日立製作所は、2022年6月の三省合意改正に基づきインターンシップでの学生情報が採用活動で活用可能になることを受けて、同社が技術職を中心に推進するジョブ型インターンシップの方向性について説明した。
日立製作所(以下、日立)は2023年7月20日、東京都内で会見を開き、2022年6月の三省合意改正に基づき2023年夏からインターンシップにおける学生情報を採用活動で活用可能になることを受けて、同社が技術職を中心に推進するジョブ型インターンシップの方向性について説明した。2020年から一部部門で試行導入しており、実施人数は4年間で6倍、ジョブ型インターンシップ経験者の採用数は3年間で3.5倍に増加しているという。このジョブ型インターンシップをはじめとするジョブ型採用の推進により、希望勤務地や職種などのミスマッチによって発生する「配属ガチャ」を解消していきたい考えだ。
日立は2009年の経営危機以降、社会イノベーション事業の拡大とグローバルでの事業成長に舵を切る形で経営戦略を大きく転換した。この経営戦略に基づき、人材マネジメントの方向性を従来のメンバーシップ型からジョブ型に転換してきた。2013年から継続的に進めてきた取り組みは、ジョブディスクリプション(JD)やジョブグレードなどを中核とした職務の見える化、タレントレビューや人材マネジメントシステム「Workday」の導入などによる人材の見える化によって、従業員本人の意欲や能力に応じた適材適所の配置が可能になっている。
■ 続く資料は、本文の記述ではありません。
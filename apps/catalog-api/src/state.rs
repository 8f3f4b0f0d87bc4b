//! Shared application state handed to routers and the readiness check.

/// Cloned per handler; the connection is a pooled handle.
#[derive(Clone)]
pub struct AppState {
    pub config: crate::config::Config,
    pub db: database::postgres::DatabaseConnection,
}
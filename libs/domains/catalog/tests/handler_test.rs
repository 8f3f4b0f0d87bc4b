//! Handler tests for the read-only product API
//!
//! These drive the catalog router directly with `oneshot`, backed by the
//! in-memory repository:
//! - list vs detail response shape
//! - unpublished products stay hidden
//! - 404 body for unknown slugs
//! - trailing-slash and bare paths both resolve

use axum::body::Body;
use axum::http::{Request, StatusCode};
use axum::Router;
use core_config::media::MediaConfig;
use domain_catalog::*;
use http_body_util::BodyExt;
use serde_json::Value;
use tower::ServiceExt; // For oneshot()

async fn json_body<T: serde::de::DeserializeOwned>(body: Body) -> T {
    let bytes = body.collect().await.unwrap().to_bytes();
    serde_json::from_slice(&bytes).unwrap()
}

fn get(uri: &str) -> Request<Body> {
    Request::builder()
        .method("GET")
        .uri(uri)
        .body(Body::empty())
        .unwrap()
}

/// Two published products (one with images at slots 1 and 3, one without a
/// slot-1 image) and one draft.
async fn seeded_app() -> Router {
    let service = CatalogService::new(InMemoryCatalogRepository::new())
        .with_media(MediaConfig::new("/media/"));

    let shoes = service
        .create_category(CreateCategory::new("Shoes"), None)
        .await
        .unwrap();

    let runner = service
        .create_product(CreateProductItem::new(shoes.id, "Trail Runner"), None)
        .await
        .unwrap();
    service
        .add_product_image(
            runner.id,
            CreateProductImage::new("uploads/product-images/front.jpg", 1).with_alt_text("front"),
            None,
        )
        .await
        .unwrap();
    service
        .add_product_image(
            runner.id,
            CreateProductImage::new("uploads/product-images/side.jpg", 3).with_alt_text("side"),
            None,
        )
        .await
        .unwrap();

    let boot = service
        .create_product(CreateProductItem::new(shoes.id, "Winter Boot"), None)
        .await
        .unwrap();
    service
        .add_product_image(boot.id, CreateProductImage::new("boot.jpg", 2), None)
        .await
        .unwrap();

    let mut draft = CreateProductItem::new(shoes.id, "Secret Sneaker");
    draft.is_published = false;
    service.create_product(draft, None).await.unwrap();

    handlers::router(service)
}

#[tokio::test]
async fn test_list_returns_published_products_with_thumbnail() {
    let app = seeded_app().await;

    let response = app.oneshot(get("/products/")).await.unwrap();
    assert_eq!(response.status(), StatusCode::OK);

    let products: Vec<ProductItemRepr> = json_body(response.into_body()).await;
    let slugs: Vec<&str> = products.iter().map(|p| p.slug.as_str()).collect();
    assert_eq!(slugs, vec!["trail-runner", "winter-boot"]);

    assert_eq!(products[0].images.len(), 1);
    assert_eq!(products[0].images[0].alt_text, "front");
    assert_eq!(
        products[0].images[0].image,
        "/media/uploads/product-images/front.jpg"
    );
    assert!(products[1].images.is_empty());
}

#[tokio::test]
async fn test_detail_returns_all_images_descending() {
    let app = seeded_app().await;

    let response = app.oneshot(get("/products/trail-runner/")).await.unwrap();
    assert_eq!(response.status(), StatusCode::OK);

    let product: ProductItemRepr = json_body(response.into_body()).await;
    assert_eq!(product.name, "Trail Runner");
    let orders: Vec<i32> = product.images.iter().map(|i| i.display_order).collect();
    assert_eq!(orders, vec![3, 1]);
}

#[tokio::test]
async fn test_paths_without_trailing_slash() {
    let app = seeded_app().await;

    let response = app.clone().oneshot(get("/products")).await.unwrap();
    assert_eq!(response.status(), StatusCode::OK);

    let response = app.oneshot(get("/products/winter-boot")).await.unwrap();
    assert_eq!(response.status(), StatusCode::OK);
}

#[tokio::test]
async fn test_unpublished_product_is_not_found() {
    let app = seeded_app().await;

    let response = app.oneshot(get("/products/secret-sneaker/")).await.unwrap();
    assert_eq!(response.status(), StatusCode::NOT_FOUND);
}

#[tokio::test]
async fn test_unknown_slug_returns_error_body() {
    let app = seeded_app().await;

    let response = app.oneshot(get("/products/unknown-slug/")).await.unwrap();
    assert_eq!(response.status(), StatusCode::NOT_FOUND);

    let body: Value = json_body(response.into_body()).await;
    assert_eq!(body["error"], "NOT_FOUND");
    assert!(body["message"].as_str().unwrap().contains("unknown-slug"));
}

#[tokio::test]
async fn test_list_response_field_set() {
    let app = seeded_app().await;

    let response = app.oneshot(get("/products/")).await.unwrap();
    let body: Value = json_body(response.into_body()).await;

    let first = body[0].as_object().unwrap();
    let mut keys: Vec<&str> = first.keys().map(String::as_str).collect();
    keys.sort();
    assert_eq!(keys, vec!["description", "images", "name", "slug"]);

    let image = body[0]["images"][0].as_object().unwrap();
    let mut keys: Vec<&str> = image.keys().map(String::as_str).collect();
    keys.sort();
    assert_eq!(keys, vec!["alt_text", "display_order", "image"]);
}
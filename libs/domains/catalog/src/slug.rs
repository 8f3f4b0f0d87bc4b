//! URL slugs for categories and products.
//!
//! Slugs are generated once from the name and never rewritten, so links stay
//! stable when a product is renamed.

use std::collections::HashSet;

use unicode_normalization::UnicodeNormalization;

const FALLBACK: &str = "item";

/// Transliterate to ASCII (NFKD, then drop what is left over), lower-case,
/// drop anything that is not a letter, digit, `_` or `-`, and join words with
/// single hyphens. Leading and trailing `-`/`_` are trimmed.
///
/// ```
/// use domain_catalog::slug::slugify;
///
/// assert_eq!(slugify("  Running Shoes (2024)! "), "running-shoes-2024");
/// assert_eq!(slugify("Café Crème"), "cafe-creme");
/// assert_eq!(slugify("***"), "item");
/// ```
pub fn slugify(name: &str) -> String {
    let mut slug = String::with_capacity(name.len());
    let mut pending_hyphen = false;

    let ascii = name.nfkd().filter(char::is_ascii);
    for c in ascii.map(|c| c.to_ascii_lowercase()) {
        if c.is_ascii_alphanumeric() || c == '_' {
            if pending_hyphen && !slug.is_empty() {
                slug.push('-');
            }
            pending_hyphen = false;
            slug.push(c);
        } else if c.is_whitespace() || c == '-' {
            pending_hyphen = true;
        }
    }

    let slug = slug.trim_matches(&['-', '_'][..]);
    if slug.is_empty() {
        FALLBACK.to_string()
    } else {
        slug.to_string()
    }
}

/// `base` if nobody has it yet, otherwise the first free `base-2`, `base-3`, ...
pub fn unique_slug<'a, I>(base: &str, taken: I) -> String
where
    I: IntoIterator<Item = &'a str>,
{
    let taken: HashSet<&str> = taken.into_iter().collect();
    if !taken.contains(base) {
        return base.to_string();
    }

    (2u32..)
        .map(|n| format!("{}-{}", base, n))
        .find(|candidate| !taken.contains(candidate.as_str()))
        .unwrap_or_else(|| base.to_string())
}
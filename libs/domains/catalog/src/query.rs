//! Chainable product and image filters.
//!
//! A query is a plain value. Building one never touches storage; a repository
//! evaluates it either in memory ([`ProductQuery::matches`]) or as SQL
//! ([`ProductQuery::to_condition`]). Every step narrows the result (logical AND).
//!
//! ```
//! use domain_catalog::query::ProductQuery;
//!
//! let query = ProductQuery::all().in_stock().new_arrivals();
//! assert_eq!(query.predicates().len(), 4);
//! ```

use sea_orm::{ColumnTrait, Condition};
use uuid::Uuid;

use crate::entity::{product_image, product_item};
use crate::models::{ProductImage, ProductItem};

#[derive(Debug, Clone, PartialEq, Eq)]
pub enum ProductPredicate {
    Published(bool),
    StockAbove(i32),
    NewArrival,
    Featured,
    InCategory(Uuid),
    Slug(String),
}

impl ProductPredicate {
    pub fn matches(&self, item: &ProductItem) -> bool {
        match self {
            Self::Published(flag) => item.is_published == *flag,
            Self::StockAbove(min) => item.stock > *min,
            Self::NewArrival => item.is_new_arrival,
            Self::Featured => item.is_featured,
            Self::InCategory(id) => item.category_id == *id,
            Self::Slug(slug) => item.slug == *slug,
        }
    }

    fn to_condition(&self) -> Condition {
        use product_item::Column;

        let expr = match self {
            Self::Published(flag) => Column::IsPublished.eq(*flag),
            Self::StockAbove(min) => Column::Stock.gt(*min),
            Self::NewArrival => Column::IsNewArrival.eq(true),
            Self::Featured => Column::IsFeatured.eq(true),
            Self::InCategory(id) => Column::CategoryId.eq(*id),
            Self::Slug(slug) => Column::Slug.eq(slug.as_str()),
        };
        Condition::all().add(expr)
    }
}

/// Filter over product items
#[derive(Debug, Clone, Default, PartialEq, Eq)]
pub struct ProductQuery {
    predicates: Vec<ProductPredicate>,
}

impl ProductQuery {
    /// Every product, published or not
    pub fn all() -> Self {
        Self::default()
    }

    pub fn filter(mut self, predicate: ProductPredicate) -> Self {
        self.predicates.push(predicate);
        self
    }

    pub fn published(self) -> Self {
        self.filter(ProductPredicate::Published(true))
    }

    pub fn unpublished(self) -> Self {
        self.filter(ProductPredicate::Published(false))
    }

    /// Published with at least one unit left
    pub fn in_stock(self) -> Self {
        self.published().filter(ProductPredicate::StockAbove(0))
    }

    /// Published and flagged as a new arrival
    pub fn new_arrivals(self) -> Self {
        self.published().filter(ProductPredicate::NewArrival)
    }

    /// Published and flagged as featured
    pub fn featured(self) -> Self {
        self.published().filter(ProductPredicate::Featured)
    }

    pub fn in_category(self, category_id: Uuid) -> Self {
        self.filter(ProductPredicate::InCategory(category_id))
    }

    pub fn with_slug(self, slug: impl Into<String>) -> Self {
        self.filter(ProductPredicate::Slug(slug.into()))
    }

    pub fn predicates(&self) -> &[ProductPredicate] {
        &self.predicates
    }

    pub fn matches(&self, item: &ProductItem) -> bool {
        self.predicates.iter().all(|p| p.matches(item))
    }

    pub fn to_condition(&self) -> Condition {
        self.predicates
            .iter()
            .fold(Condition::all(), |cond, p| cond.add(p.to_condition()))
    }
}

/// Filter over product images. Results are always ordered by descending
/// `display_order`.
#[derive(Debug, Clone, Default, PartialEq, Eq)]
pub struct ImageQuery {
    product_ids: Option<Vec<Uuid>>,
    display_order: Option<i32>,
}

impl ImageQuery {
    pub fn all() -> Self {
        Self::default()
    }

    pub fn for_product(self, product_id: Uuid) -> Self {
        self.for_products(vec![product_id])
    }

    /// Restrict to these products. Chaining twice keeps the intersection.
    pub fn for_products(mut self, product_ids: Vec<Uuid>) -> Self {
        self.product_ids = Some(match self.product_ids.take() {
            Some(existing) => existing
                .into_iter()
                .filter(|id| product_ids.contains(id))
                .collect(),
            None => product_ids,
        });
        self
    }

    /// Only the image in display slot 1, used as a thumbnail.
    pub fn first_image(mut self) -> Self {
        self.display_order = Some(match self.display_order {
            // Two different slots can never both match
            Some(order) if order != 1 => 0,
            _ => 1,
        });
        self
    }

    pub fn matches(&self, image: &ProductImage) -> bool {
        let product_ok = self
            .product_ids
            .as_ref()
            .is_none_or(|ids| ids.contains(&image.product_id));
        let order_ok = self
            .display_order
            .is_none_or(|order| image.display_order == order);
        product_ok && order_ok
    }

    pub fn to_condition(&self) -> Condition {
        use product_image::Column;

        let mut cond = Condition::all();
        if let Some(ids) = &self.product_ids {
            cond = cond.add(Column::ProductId.is_in(ids.iter().copied()));
        }
        if let Some(order) = self.display_order {
            cond = cond.add(Column::DisplayOrder.eq(order));
        }
        cond
    }

    /// True when the query can be answered without asking storage.
    pub fn is_empty_set(&self) -> bool {
        matches!(&self.product_ids, Some(ids) if ids.is_empty())
    }

    /// Sort in the default image order: highest `display_order` first.
    pub fn sort(images: &mut [ProductImage]) {
        images.sort_by(|a, b| {
            b.display_order
                .cmp(&a.display_order)
                .then_with(|| a.id.cmp(&b.id))
        });
    }
}

#[cfg(test)]
mod tests {
    use super::*;
    use crate::models::{CreateProductImage, CreateProductItem};

    fn product(published: bool, stock: i32, new_arrival: bool) -> ProductItem {
        let mut input = CreateProductItem::new(Uuid::nil(), "p");
        input.is_published = published;
        input.stock = stock;
        input.is_new_arrival = new_arrival;
        ProductItem::new(input, "p".to_string(), None)
    }

    fn image(product_id: Uuid, order: i32) -> ProductImage {
        ProductImage::new(product_id, CreateProductImage::new("a.jpg", order), None)
    }

    #[test]
    fn test_published_and_unpublished() {
        let live = product(true, 1, false);
        let draft = product(false, 1, false);

        assert!(ProductQuery::all().published().matches(&live));
        assert!(!ProductQuery::all().published().matches(&draft));
        assert!(ProductQuery::all().unpublished().matches(&draft));
        assert!(!ProductQuery::all().unpublished().matches(&live));
    }

    #[test]
    fn test_in_stock_excludes_zero_stock_and_drafts() {
        let query = ProductQuery::all().in_stock();

        assert!(query.matches(&product(true, 3, false)));
        assert!(!query.matches(&product(true, 0, false)));
        assert!(!query.matches(&product(false, 3, false)));
    }

    #[test]
    fn test_new_arrivals_requires_flag() {
        let query = ProductQuery::all().new_arrivals();

        assert!(query.matches(&product(true, 1, true)));
        assert!(!query.matches(&product(true, 1, false)));
        assert!(!query.matches(&product(false, 1, true)));
    }

    #[test]
    fn test_chaining_is_intersection() {
        let query = ProductQuery::all().in_stock().new_arrivals();

        assert!(query.matches(&product(true, 2, true)));
        assert!(!query.matches(&product(true, 0, true)));
        assert!(!query.matches(&product(true, 2, false)));

        let nothing = ProductQuery::all().published().unpublished();
        assert!(!nothing.matches(&product(true, 1, false)));
        assert!(!nothing.matches(&product(false, 1, false)));
    }

    #[test]
    fn test_first_image_selects_slot_one() {
        let product_id = Uuid::now_v7();
        let query = ImageQuery::all().for_product(product_id).first_image();

        assert!(query.matches(&image(product_id, 1)));
        assert!(!query.matches(&image(product_id, 3)));
        assert!(!query.matches(&image(Uuid::now_v7(), 1)));
    }

    #[test]
    fn test_for_products_chained_intersects() {
        let a = Uuid::now_v7();
        let b = Uuid::now_v7();
        let query = ImageQuery::all().for_products(vec![a, b]).for_product(b);

        assert!(!query.matches(&image(a, 1)));
        assert!(query.matches(&image(b, 1)));
        assert!(ImageQuery::all().for_products(vec![]).is_empty_set());
    }

    #[test]
    fn test_sort_is_descending_display_order() {
        let product_id = Uuid::now_v7();
        let mut images = vec![image(product_id, 1), image(product_id, 3), image(product_id, 2)];

        ImageQuery::sort(&mut images);

        let orders: Vec<i32> = images.iter().map(|i| i.display_order).collect();
        assert_eq!(orders, vec![3, 2, 1]);
    }

    #[test]
    fn test_condition_renders_every_predicate() {
        use sea_orm::{DbBackend, EntityTrait, QueryFilter, QueryTrait};

        let sql = product_item::Entity::find()
            .filter(ProductQuery::all().in_stock().with_slug("runner").to_condition())
            .build(DbBackend::Postgres)
            .to_string();

        assert!(sql.contains(r#""product_items"."is_published""#));
        assert!(sql.contains(r#""product_items"."stock" > 0"#));
        assert!(sql.contains(r#""product_items"."slug" = 'runner'"#));
    }
}
#[derive(Debug, thiserror::Error)]
pub enum DatabaseError {
    #[cfg(feature = "postgres")]
    #[error("PostgreSQL error: {0}")]
    Postgres(#[from] sea_orm::DbErr),

    /// Gave up connecting after the configured retries
    #[error("Connection failed: {0}")]
    ConnectionFailed(String),

    #[error("Health check failed: {0}")]
    HealthCheckFailed(String),
}

pub type DatabaseResult<T> = Result<T, DatabaseError>;
//! PostgreSQL connectivity for the catalog services.
//!
//! # Features
//!
//! - `postgres` (default): Sea-ORM connection pool, migrations, health check
//! - `config`: `core_config::FromEnv` for [`postgres::PostgresConfig`]
//!
//! ```ignore
//! use database::postgres;
//! use migration::Migrator;
//!
//! let db = postgres::connect_from_config_with_retry(config, None).await?;
//! postgres::run_migrations::<Migrator>(&db, "catalog_api").await?;
//! ```

pub mod common;

#[cfg(feature = "postgres")]
pub mod postgres;

pub use common::{DatabaseError, DatabaseResult};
ジョブ型人材マネジメントは採用活動にも適用されている。日立製作所 人財統括本部 人事勤労本部 ダイレクトアクイジション部 部長代理の大河原久治氏は「当社では、2001年度から研究開発分野の技術職の新卒採用でジョブ型採用を開始しており、現在までに拡大を進めてきた。大くくりな職種で募集してから配属面談を行うような『マス型』ではなく、新卒を含めて採用活動ではJDに基づくジョブを起点とした募集を行う『パーソナライズ採用』に転換している」と語る。2023年度の採用計画でも、経験者採用600人、新卒採用600人のうち、ジョブ型採用の比率は95%に達している。技術職は全てジョブ型採用であり、文系の新卒採用のうち約6割に当たる60人だけが非ジョブ型となっている状況だ。
このパーソナライズ採用において、ジョブの理解促進とマッチング精度向上に欠かせない施策となっているのがジョブ型インターンシップである。ジョブ型インターンシップでは、従来型のインターンシップのように企業理解を深めることよりも、学生が職種や事業分野で自身の専門性や経験が生かせるのか、現場で経験を積んでみたいといったキャリア形成の場となることを重視している。「“就社”ではなく“就職”と考えると、ジョブ型インターンシップは学生と企業の双方にとってメリットは大きい」(大河原氏)。